7. z/OS Db2 subsystem migration checklist

  • Inventory all Db2 subsystems (production, QA, DR)
  • Document CCSID configuration for each subsystem (EBCDIC code pages)
  • Catalog all bound packages and plans (BIND/REBIND inventory)
  • Map CICS regions to Db2 subsystems (which CICS regions use which Db2)
  • Map IMS regions to Db2 subsystems
  • Inventory all JCL job streams that access Db2
  • Identify VSAM files that interact with Db2 (cross-reference in batch jobs)
  • Document MQ Series queues that trigger Db2 transactions
  • Identify DRDA connections from distributed systems to z/OS Db2
  • Map TSO/ISPF usage patterns (developer/DBA access)
  • Document SMF recording configuration (audit trail preservation)
  • Identify Db2 utilities scheduled in the batch window (REORG, RUNSTATS, COPY, RECOVER)
  • Assess COBOL program inventory (count programs with EXEC SQL)
  • Evaluate vendor products with Db2 dependencies (BMC, CA/Broadcom, Compuware)

8. Mainframe LPAR capacity reduction planning

After migrating Db2 workloads to Azure, the mainframe LPAR capacity allocated to Db2 can be reduced, yielding immediate MLC (Monthly License Charge) savings for all z/OS software products.

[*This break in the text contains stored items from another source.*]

//! Call metrics
//!
//! OpenTelemetry instruments recorded by `JrpcServer` when metrics are
//! enabled:
//!
//! - **jrpc.client.calls.total**: calls attempted, by method and status (counter)
//! - **jrpc.client.call.duration**: call latency in seconds (histogram)
//! - **jrpc.client.errors.total**: local failures, by `Error::kind()` (counter)
//! - **jrpc.client.protocol_errors.total**: decoded server errors, by category (counter)
//!
//! Instruments come from the global meter provider, so they are no-ops until
//! the host installs one (for example via `jrpc_core::init_observability`).

use jrpc_core::ErrorCategory;
use opentelemetry::{
    global,
    metrics::{Counter, Histogram, Meter},
    InstrumentationScope, KeyValue,
};

/// Client-side call metrics
pub struct CallMetrics {
    /// Total number of calls
    pub calls_total: Counter<u64>,
    /// Call duration in seconds
    pub call_duration: Histogram<f64>,
    /// Total number of local errors
    pub errors_total: Counter<u64>,
    /// Total number of decoded JSON-RPC errors
    pub protocol_errors_total: Counter<u64>,
}

impl CallMetrics {
    /// Create metrics from the global meter provider
    pub fn new(service_name: impl Into<String>) -> Self {
        let scope = InstrumentationScope::builder(service_name.into()).build();
        let meter = global::meter_with_scope(scope);
        Self::new_with_meter(&meter)
    }

    /// Create metrics from a specific meter
    pub fn new_with_meter(meter: &Meter) -> Self {
        Self {
            calls_total: meter
                .u64_counter("jrpc.client.calls.total")
                .with_description("Total number of JSON-RPC calls")
                .build(),
            call_duration: meter
                .f64_histogram("jrpc.client.call.duration")
                .with_description("JSON-RPC call duration in seconds")
                .build(),
            errors_total: meter
                .u64_counter("jrpc.client.errors.total")
                .with_description("Total number of calls that failed locally")
                .build(),
            protocol_errors_total: meter
                .u64_counter("jrpc.client.protocol_errors.total")
                .with_description("Total number of JSON-RPC error responses")
                .build(),
        }
    }

    /// Record a finished call
    pub fn record_call(&self, method: &str, transport: &str, status: &str, duration_secs: f64) {
        let attributes = &[
            KeyValue::new("method", method.to_string()),
            KeyValue::new("transport", transport.to_string()),
            KeyValue::new("status", status.to_string()),
        ];
        self.calls_total.add(1, attributes);
        self.call_duration.record(duration_secs, attributes);
    }

    /// Record a local failure
    pub fn record_error(&self, error_kind: &str) {
        let attributes = &[KeyValue::new("error_kind", error_kind.to_string())];
        self.errors_total.add(1, attributes);
    }

    /// Record a decoded JSON-RPC error response
    pub fn record_protocol_error(&self, method: &str, category: ErrorCategory) {
        let attributes = &[
            KeyValue::new("method", method.to_string()),
            KeyValue::new("category", category.as_str()),
        ];
        self.protocol_errors_total.add(1, attributes);
    }
}

impl std::fmt::Debug for CallMetrics {
    fn fmt(&self, f: &mut std::fmt::Formatter<'_>) -> std::fmt::Result {
        f.debug_struct("CallMetrics").finish_non_exhaustive()
    }
}
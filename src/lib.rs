//! Powder Run - an arcade downhill snowboard runner
//!
//! Core modules:
//! - `sim`: Deterministic simulation (physics, obstacles, effects, game state)
//! - `tuning`: Data-driven game balance

pub mod sim;
pub mod tuning;

pub use tuning::Tunables;

use glam::Vec3;

/// Game configuration constants
pub mod consts {
    /// Reference frame rate the balance constants are calibrated at.
    ///
    /// Horizontal `speed` is stored in units per reference frame and
    /// integrated with `dt * REF_FPS`; vertical velocity is units/second.
    pub const REF_FPS: f32 = 60.0;
    /// Maximum simulation step to prevent runaway integration after a stall
    pub const DT_MAX: f32 = 1.0 / 30.0;

    /// Lateral slots per spawned obstacle chunk
    pub const CHUNK_SLOTS: usize = 5;
    /// Extra reach added to every obstacle's collision radius
    pub const HIT_MARGIN: f32 = 0.3;
    /// Fixed damage for riding into a tree or rock
    pub const OBSTACLE_DAMAGE: f32 = 20.0;

    /// Camera shake starting intensity on impacts
    pub const SHAKE_INTENSITY: f32 = 0.5;
}

/// Forward unit vector (x, z plane) for a steering angle.
///
/// Downhill is -z; a zero angle points straight down the slope.
#[inline]
pub fn forward_dir(angle: f32) -> Vec3 {
    Vec3::new(-angle.sin(), 0.0, -angle.cos())
}
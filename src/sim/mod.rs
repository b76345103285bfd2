//! Deterministic simulation module
//!
//! All gameplay logic lives here. This module must be pure and deterministic:
//! - Variable timestep, clamped to an upper bound
//! - Seeded RNG only (owned by the world state)
//! - No rendering or platform dependencies; the presentation layer is
//!   reached solely through the [`Host`] trait

pub mod camera;
pub mod effects;
pub mod host;
pub mod obstacles;
pub mod physics;
pub mod state;
pub mod tick;

pub use camera::{start_shake, update_camera};
pub use effects::{merge_staged, update_effects};
pub use host::{Host, NullHost};
pub use obstacles::{SpawnKind, break_box, spawn_chunk, spawn_obstacle, update_obstacles};
pub use physics::update_physics;
pub use state::{
    GamePhase, InputState, Obstacle, ObstacleKind, Particle, Player, PlayerStats, RingEffect,
    Spark, SpinOut, SpinOutPhase, TrailMark, WorldState,
};
pub use tick::{TickInput, apply_damage, reset, tick};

Capacity reduction timeline

Milestone Action MLC impact
Pilot database migrated No LPAR change yet None
25% of Db2 workload migrated Reduce Db2 LPAR WLM service class 5-10% MLC reduction
50% of Db2 workload migrated Reduce Db2 LPAR defined capacity 15-25% MLC reduction
75% of Db2 workload migrated Consolidate remaining Db2 into smaller LPAR 30-45% MLC reduction
100% Db2 migrated Decommission Db2 LPAR entirely Full Db2 MLC elimination

Important: Coordinate LPAR capacity changes with IBM's sub-capacity reporting cycle (SCRT) to realize MLC savings in the next billing period.